INSTRUCTIONS FOR THE TASK: As you look over the data below, please find each line where the word "PartialEq" appears, then copy it.

MATERIALS PROVIDED:
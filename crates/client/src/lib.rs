//! Resumable chunked upload engine.
//!
//! [`ChunkedUploader`] drives a session through start, upload and finalize,
//! asking the server for its confirmed offset before every upload so a
//! transfer survives disconnects and device restarts. [`ChunkTransport`]
//! sends one chunk per request with bounded, fixed-delay retry.
//!
//! ```no_run
//! # async fn run(frame: &[u8]) -> chunklift_client::Result<()> {
//! use chunklift_client::{ChunkedUploader, UploaderConfig};
//!
//! let mut uploader = ChunkedUploader::new(UploaderConfig::new("10.0.0.5", 8080, "cam-01"))?;
//! uploader.start(frame.len() as u64, None).await?;
//! uploader.upload_payload(frame).await?;
//! uploader.finalize().await?;
//! # Ok(())
//! # }
//! ```

pub mod error;
pub mod memory;
pub mod session;
pub mod transport;

pub use chunklift_core::{ResumeStatus, SessionId, UploaderConfig};
pub use error::{FailureKind, Result, UploadError};
pub use memory::{MemoryMonitor, MemoryProbe, MemorySample, SystemMemoryProbe};
pub use session::ChunkedUploader;
pub use transport::ChunkTransport;
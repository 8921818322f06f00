//! Payload digests passed through to the server for finalize verification.

use sha2::{Digest, Sha256};

/// Lowercase hex SHA-256 of `data`.
pub fn sha256_hex(data: &[u8]) -> String {
    let mut hasher = Sha256::new();
    hasher.update(data);
    hasher
        .finalize()
        .iter()
        .map(|b| format!("{b:02x}"))
        .collect()
}
//! Core protocol types and shared logic for resumable chunked frame uploads.
//!
//! This crate defines the data model used by the upload engine and its callers:
//! - Protocol constants forming the client/server compatibility contract
//! - Uploader configuration
//! - Upload session state and its confirmed-offset invariants
//! - Chunk planning over a borrowed payload
//! - Wire paths, headers and request bodies
//! - A scanning extractor for flat response bodies

pub mod chunk;
pub mod config;
pub mod error;
pub mod protocol;
pub mod response;
pub mod upload;

pub use chunk::Chunk;
pub use config::UploaderConfig;
pub use error::{Error, Result};
pub use response::{ProtocolError, ServerResponse};
pub use upload::{ResumeStatus, SessionId, SessionState, UploadSession};

/// Chunk size agreed with the server: 8 KiB.
pub const CHUNK_SIZE: usize = 8192;

/// Attempts per chunk before the transfer is aborted.
pub const MAX_ATTEMPTS: u32 = 3;

/// Fixed delay between chunk attempts, in milliseconds.
pub const RETRY_DELAY_MS: u64 = 1000;

/// Connect timeout for every exchange, in milliseconds.
pub const CONNECT_TIMEOUT_MS: u64 = 10_000;
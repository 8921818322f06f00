//! Upload session types and lifecycle.

use serde::{Deserialize, Serialize};
use std::fmt;

/// Opaque session identifier assigned by the server.
///
/// The client never interprets the value. Callers may persist it to resume a
/// transfer after a device restart.
#[derive(Clone, PartialEq, Eq, Hash, Serialize, Deserialize)]
#[serde(transparent)]
pub struct SessionId(String);

impl SessionId {
    /// Parse from a string, rejecting values that cannot travel in a header.
    pub fn parse(s: &str) -> crate::Result<Self> {
        let trimmed = s.trim();
        if trimmed.is_empty() {
            return Err(crate::Error::InvalidSessionId("empty".to_string()));
        }
        if trimmed.chars().any(|c| c.is_control() || c == '"') {
            return Err(crate::Error::InvalidSessionId(trimmed.to_string()));
        }
        Ok(Self(trimmed.to_string()))
    }

    /// Get the identifier as sent on the wire.
    pub fn as_str(&self) -> &str {
        &self.0
    }
}

impl fmt::Debug for SessionId {
    fn fmt(&self, f: &mut fmt::Formatter<'_>) -> fmt::Result {
        write!(f, "SessionId({})", self.0)
    }
}

impl fmt::Display for SessionId {
    fn fmt(&self, f: &mut fmt::Formatter<'_>) -> fmt::Result {
        write!(f, "{}", self.0)
    }
}

/// Upload session state.
#[derive(Clone, Copy, Debug, PartialEq, Eq, Serialize, Deserialize)]
#[serde(rename_all = "lowercase")]
pub enum SessionState {
    /// Session is open and accepting chunks.
    Open,
    /// Server verified the payload and closed the session.
    Finalized,
    /// Caller discarded the session.
    Abandoned,
}

impl SessionState {
    /// Check if the session can still receive chunks.
    pub fn is_active(&self) -> bool {
        matches!(self, Self::Open)
    }
}

impl fmt::Display for SessionState {
    fn fmt(&self, f: &mut fmt::Formatter<'_>) -> fmt::Result {
        let s = match self {
            Self::Open => "open",
            Self::Finalized => "finalized",
            Self::Abandoned => "abandoned",
        };
        f.write_str(s)
    }
}

/// Outcome of asking the server how far a session got.
#[derive(Clone, Copy, Debug, PartialEq, Eq)]
pub enum ResumeStatus {
    /// Server has confirmed this many bytes.
    Resume(u64),
    /// Server does not know the session; the transfer restarts from zero
    /// under a new session.
    Unknown,
}

/// Client-side view of a server upload session.
///
/// `bytes_confirmed` only moves forward and never exceeds `total_size`.
#[derive(Clone, Debug)]
pub struct UploadSession {
    id: SessionId,
    total_size: u64,
    bytes_confirmed: u64,
    integrity_hash: Option<String>,
    state: SessionState,
}

impl UploadSession {
    /// Create a session freshly registered with the server.
    pub fn new(id: SessionId, total_size: u64, integrity_hash: Option<String>) -> Self {
        Self {
            id,
            total_size,
            bytes_confirmed: 0,
            integrity_hash,
            state: SessionState::Open,
        }
    }

    /// Rebuild a session from a persisted identifier.
    ///
    /// Nothing is assumed confirmed until the server says so.
    pub fn resumed(id: SessionId, total_size: u64) -> Self {
        Self::new(id, total_size, None)
    }

    pub fn id(&self) -> &SessionId {
        &self.id
    }

    pub fn total_size(&self) -> u64 {
        self.total_size
    }

    pub fn bytes_confirmed(&self) -> u64 {
        self.bytes_confirmed
    }

    pub fn integrity_hash(&self) -> Option<&str> {
        self.integrity_hash.as_deref()
    }

    pub fn state(&self) -> SessionState {
        self.state
    }

    /// Bytes still to be confirmed.
    pub fn remaining(&self) -> u64 {
        self.total_size - self.bytes_confirmed
    }

    /// Check if every byte has been confirmed.
    pub fn is_complete(&self) -> bool {
        self.total_size > 0 && self.bytes_confirmed == self.total_size
    }

    /// Completion percentage in `[0, 100]`; 0 for an empty session.
    pub fn progress(&self) -> f32 {
        if self.total_size == 0 {
            return 0.0;
        }
        (self.bytes_confirmed as f64 / self.total_size as f64 * 100.0) as f32
    }

    /// Adopt a server-confirmed offset.
    pub fn confirm(&mut self, offset: u64) -> crate::Result<()> {
        self.ensure_open()?;
        if offset > self.total_size {
            return Err(crate::Error::OffsetOutOfRange {
                reported: offset,
                total: self.total_size,
            });
        }
        if offset < self.bytes_confirmed {
            return Err(crate::Error::OffsetRegression {
                current: self.bytes_confirmed,
                reported: offset,
            });
        }
        self.bytes_confirmed = offset;
        Ok(())
    }

    /// Mark the session verified and closed by the server.
    pub fn mark_finalized(&mut self) -> crate::Result<()> {
        self.ensure_open()?;
        self.state = SessionState::Finalized;
        Ok(())
    }

    /// Discard the session. Idempotent for already-terminal sessions.
    pub fn abandon(&mut self) {
        if self.state.is_active() {
            self.state = SessionState::Abandoned;
        }
    }

    /// Fail unless the session is still open.
    pub fn ensure_open(&self) -> crate::Result<()> {
        if self.state.is_active() {
            Ok(())
        } else {
            Err(crate::Error::SessionClosed {
                id: self.id.to_string(),
                state: self.state.to_string(),
            })
        }
    }
}
//! Uploader configuration.

use serde::{Deserialize, Serialize};
use std::time::Duration;

/// Connection and protocol settings for one uploader.
///
/// Chunk size and retry parameters default to the protocol constants; both
/// sides must agree on the chunk size.
#[derive(Clone, Debug, PartialEq, Eq, Serialize, Deserialize)]
pub struct UploaderConfig {
    /// Server host name or IP address.
    pub server_host: String,
    /// Server port.
    #[serde(default = "default_server_port")]
    pub server_port: u16,
    /// Device identifier sent when a session starts.
    pub device_id: String,
    /// Use HTTPS instead of plain HTTP.
    #[serde(default)]
    pub tls: bool,
    /// Chunk size in bytes.
    #[serde(default = "default_chunk_size")]
    pub chunk_size: usize,
    /// Attempts per chunk before the transfer is aborted.
    #[serde(default = "default_max_attempts")]
    pub max_attempts: u32,
    /// Fixed delay between chunk attempts, in milliseconds.
    #[serde(default = "default_retry_delay_ms")]
    pub retry_delay_ms: u64,
    /// Connect timeout, in milliseconds.
    #[serde(default = "default_connect_timeout_ms")]
    pub connect_timeout_ms: u64,
    /// Whole-exchange timeout, in milliseconds (default: none).
    /// Without it a stalled server blocks until the OS gives up on the socket.
    #[serde(default)]
    pub request_timeout_ms: Option<u64>,
    /// Sample free memory around session start, each chunk and finalize.
    #[serde(default = "default_memory_diagnostics")]
    pub memory_diagnostics: bool,
}

fn default_server_port() -> u16 {
    80
}

fn default_chunk_size() -> usize {
    crate::CHUNK_SIZE
}

fn default_max_attempts() -> u32 {
    crate::MAX_ATTEMPTS
}

fn default_retry_delay_ms() -> u64 {
    crate::RETRY_DELAY_MS
}

fn default_connect_timeout_ms() -> u64 {
    crate::CONNECT_TIMEOUT_MS
}

fn default_memory_diagnostics() -> bool {
    true
}

impl UploaderConfig {
    /// Configuration for `host:port` with protocol defaults.
    pub fn new(server_host: impl Into<String>, server_port: u16, device_id: impl Into<String>) -> Self {
        Self {
            server_host: server_host.into(),
            server_port,
            device_id: device_id.into(),
            tls: false,
            chunk_size: default_chunk_size(),
            max_attempts: default_max_attempts(),
            retry_delay_ms: default_retry_delay_ms(),
            connect_timeout_ms: default_connect_timeout_ms(),
            request_timeout_ms: None,
            memory_diagnostics: default_memory_diagnostics(),
        }
    }

    /// Base URL of the upload API, e.g. `http://10.0.0.5:8080/`.
    pub fn base_url(&self) -> String {
        let scheme = if self.tls { "https" } else { "http" };
        format!("{scheme}://{}:{}/", self.server_host, self.server_port)
    }

    pub fn retry_delay(&self) -> Duration {
        Duration::from_millis(self.retry_delay_ms)
    }

    pub fn connect_timeout(&self) -> Duration {
        Duration::from_millis(self.connect_timeout_ms)
    }

    pub fn request_timeout(&self) -> Option<Duration> {
        self.request_timeout_ms.map(Duration::from_millis)
    }

    /// Validate configuration invariants.
    pub fn validate(&self) -> crate::Result<()> {
        if self.server_host.trim().is_empty() {
            return Err(crate::Error::InvalidConfig(
                "server_host must not be empty".to_string(),
            ));
        }
        if self.device_id.trim().is_empty() {
            return Err(crate::Error::InvalidConfig(
                "device_id must not be empty".to_string(),
            ));
        }
        if self.chunk_size == 0 {
            return Err(crate::Error::InvalidConfig(
                "chunk_size must be greater than zero".to_string(),
            ));
        }
        if self.max_attempts == 0 {
            return Err(crate::Error::InvalidConfig(
                "max_attempts must be at least 1".to_string(),
            ));
        }
        if self.connect_timeout_ms == 0 {
            return Err(crate::Error::InvalidConfig(
                "connect_timeout_ms must be greater than zero".to_string(),
            ));
        }
        Ok(())
    }
}

#[cfg(test)]
mod tests {
    use super::*;

    #[test]
    fn test_defaults_match_protocol_constants() {
        let config = UploaderConfig::new("10.0.0.5", 8080, "cam-01");
        assert_eq!(config.chunk_size, 8192);
        assert_eq!(config.max_attempts, 3);
        assert_eq!(config.retry_delay(), Duration::from_secs(1));
        assert_eq!(config.connect_timeout(), Duration::from_secs(10));
        assert_eq!(config.request_timeout(), None);
        assert_eq!(config.base_url(), "http://10.0.0.5:8080/");
        config.validate().unwrap();
    }

    #[test]
    fn test_deserialize_with_defaults() {
        let config: UploaderConfig = toml::from_str(
            r#"
            server_host = "uploads.example.com"
            server_port = 443
            device_id = "cam-07"
            tls = true
            retry_delay_ms = 250
            "#,
        )
        .unwrap();
        assert_eq!(config.base_url(), "https://uploads.example.com:443/");
        assert_eq!(config.chunk_size, crate::CHUNK_SIZE);
        assert_eq!(config.retry_delay_ms, 250);
        assert!(config.memory_diagnostics);
    }

    #[test]
    fn test_validate_rejects_bad_values() {
        let base = UploaderConfig::new("host", 80, "cam");
        for config in [
            UploaderConfig {
                server_host: " ".to_string(),
                ..base.clone()
            },
            UploaderConfig {
                device_id: String::new(),
                ..base.clone()
            },
            UploaderConfig {
                chunk_size: 0,
                ..base.clone()
            },
            UploaderConfig {
                max_attempts: 0,
                ..base.clone()
            },
            UploaderConfig {
                connect_timeout_ms: 0,
                ..base.clone()
            },
        ] {
            assert!(matches!(
                config.validate(),
                Err(crate::Error::InvalidConfig(_))
            ));
        }
    }
}
//! Upload error taxonomy.

use chunklift_core::ProtocolError;
use thiserror::Error;

/// Broad failure classes a caller can branch on.
#[derive(Debug, Clone, Copy, PartialEq, Eq)]
pub enum FailureKind {
    /// Timeout, refused connection, dropped connection.
    Connectivity,
    /// Malformed or unparsable response, or an offset the protocol forbids.
    Protocol,
    /// Well-formed response reporting failure, or a non-success HTTP status.
    Rejection,
    /// Finalize reported the payload as unverified.
    Integrity,
    /// The operation was called in a state that does not allow it.
    Usage,
}

/// Errors returned by the upload engine.
#[derive(Debug, Error)]
pub enum UploadError {
    #[error("connection failed: {0}")]
    Connectivity(#[from] reqwest::Error),

    #[error("malformed server response: {0}")]
    Protocol(String),

    #[error("server rejected {operation} ({status}): {body}")]
    Rejected {
        operation: &'static str,
        status: u16,
        body: String,
    },

    #[error("server could not verify payload integrity for session {session_id}")]
    Integrity { session_id: String },

    #[error("chunk at offset {offset} failed after {attempts} attempts: {last}")]
    ChunkExhausted {
        offset: u64,
        attempts: u32,
        #[source]
        last: Box<UploadError>,
    },

    #[error("server does not recognise session {0}; start a new session")]
    UnknownSession(String),

    #[error("no upload session; call start first")]
    NoSession,

    #[error("upload incomplete: {confirmed} of {total} bytes confirmed")]
    Incomplete { confirmed: u64, total: u64 },

    #[error("payload is {actual} bytes but the session expects {expected}")]
    SizeMismatch { expected: u64, actual: u64 },

    #[error(transparent)]
    Session(#[from] chunklift_core::Error),
}

impl UploadError {
    pub fn kind(&self) -> FailureKind {
        match self {
            Self::Connectivity(_) => FailureKind::Connectivity,
            Self::Protocol(_) => FailureKind::Protocol,
            Self::Rejected { .. } => FailureKind::Rejection,
            Self::Integrity { .. } => FailureKind::Integrity,
            Self::ChunkExhausted { last, .. } => last.kind(),
            Self::Session(
                chunklift_core::Error::OffsetRegression { .. }
                | chunklift_core::Error::OffsetOutOfRange { .. },
            ) => FailureKind::Protocol,
            Self::UnknownSession(_)
            | Self::NoSession
            | Self::Incomplete { .. }
            | Self::SizeMismatch { .. }
            | Self::Session(_) => FailureKind::Usage,
        }
    }
}

impl From<ProtocolError> for UploadError {
    fn from(err: ProtocolError) -> Self {
        Self::Protocol(err.to_string())
    }
}

/// Result type alias for upload operations.
pub type Result<T> = std::result::Result<T, UploadError>;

RESULT BELOW:
#[derive(Clone, PartialEq, Eq, Hash, Serialize, Deserialize)]
#[derive(Clone, Copy, Debug, PartialEq, Eq, Serialize, Deserialize)]
#[derive(Clone, Copy, Debug, PartialEq, Eq)]
#[derive(Clone, Debug, PartialEq, Eq, Serialize, Deserialize)]
#[derive(Debug, Clone, Copy, PartialEq, Eq)]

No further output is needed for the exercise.